I'm human, I am capable of making mistakes The way I see it, I'm paying for all my mistakes. Suffering the consequences of all my actions that I have done without thinking. Even petty mistakes I pay for. Its hard for people to forgive me when i make a mistake. Well you know what? Im suffering. I live in torment. I've suffered the hearbreak. I've suffered the pain. I've cried my tears. I've broken down, I've paid my dues. I know I made mistakes in the past, and I will still make them but I'm tired of always being the one who has done something wrong.
I am expected to be perfect. It seems like I am constantly letting people down. Letting them control a part of me. Allowing me to let a part of me go down with them. Slowly, Im losing my mind. And I don't even realize it.
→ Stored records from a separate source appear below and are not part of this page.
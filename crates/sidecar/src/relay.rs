//! Bidirectional byte relay between two established streams.
//!
//! The client→upstream direction runs on a spawned task, upstream→client runs
//! in the caller. As soon as either direction ends (EOF or error) the other is
//! cancelled and both streams are dropped, so each peer observes the close.
//! Bytes are never inspected or transformed.

use common::ProxyError;
use tokio::io::{self, AsyncRead, AsyncWrite, AsyncWriteExt};
use tracing::debug;

/// Relay `client` ↔ `upstream` until either side finishes.
///
/// # Errors
///
/// Returns [`ProxyError::Relay`] if the direction that finished first failed
/// with an I/O error. A clean EOF is `Ok(())`.
pub async fn relay<C, U>(client: C, upstream: U) -> Result<(), ProxyError>
where
    C: AsyncRead + AsyncWrite + Send + 'static,
    U: AsyncRead + AsyncWrite + Send + 'static,
{
    let (client_read, client_write) = io::split(client);
    let (upstream_read, upstream_write) = io::split(upstream);

    let mut forward = tokio::spawn(copy_half(client_read, upstream_write, "client→upstream"));
    let backward = copy_half(upstream_read, client_write, "upstream→client");

    let result = tokio::select! {
        res = backward => {
            forward.abort();
            // Wait for the aborted task so its halves are dropped before we return.
            let _ = (&mut forward).await;
            res
        }
        res = &mut forward => match res {
            Ok(res) => res,
            Err(join) => Err(io::Error::other(join)),
        },
    };

    result.map_err(ProxyError::Relay)
}

/// Copy bytes from `reader` to `writer`, then half-close `writer`.
async fn copy_half<R, W>(mut reader: R, mut writer: W, label: &'static str) -> io::Result<()>
where
    R: AsyncRead + Unpin,
    W: AsyncWrite + Unpin,
{
    let bytes = io::copy(&mut reader, &mut writer).await?;
    let _ = writer.shutdown().await;
    debug!(label, bytes, "half-close");
    Ok(())
}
So here are my final apologies *anonymously* :
We were best friends but I let that go. I let you down. I hid things from you and I was not honest with you. I'm sorry for jeopardizing the friendship. Im sorry for taking you for granted. I'm sorry for expecting too much from you. I expected you to always be there for me and when i didn't have your support, I turned my back. I let you down and for that I'm sorry. I know you still don't trust me whole heartedly now and sometimes think that our friensship was a sham but know this, for how long it lasted, we had the best friendship I could have asked for
We're family you and I. We spent many days together and at one point, i was the only person you could trust. Then i left you and neglected you. Literally. I ditched you for others and somehow I always thought that you were always the little guy that would always be there. You grew up. And I missed it. You craved someone to talk to, who would listen to you as you went through life's struggles. And I wasn't there for you. I wasn't there when you needed me the most. You cried out for me and I didn't listen. I'm sorry. I let you down and I've learned my lesson. I promise to always be there for you from now on.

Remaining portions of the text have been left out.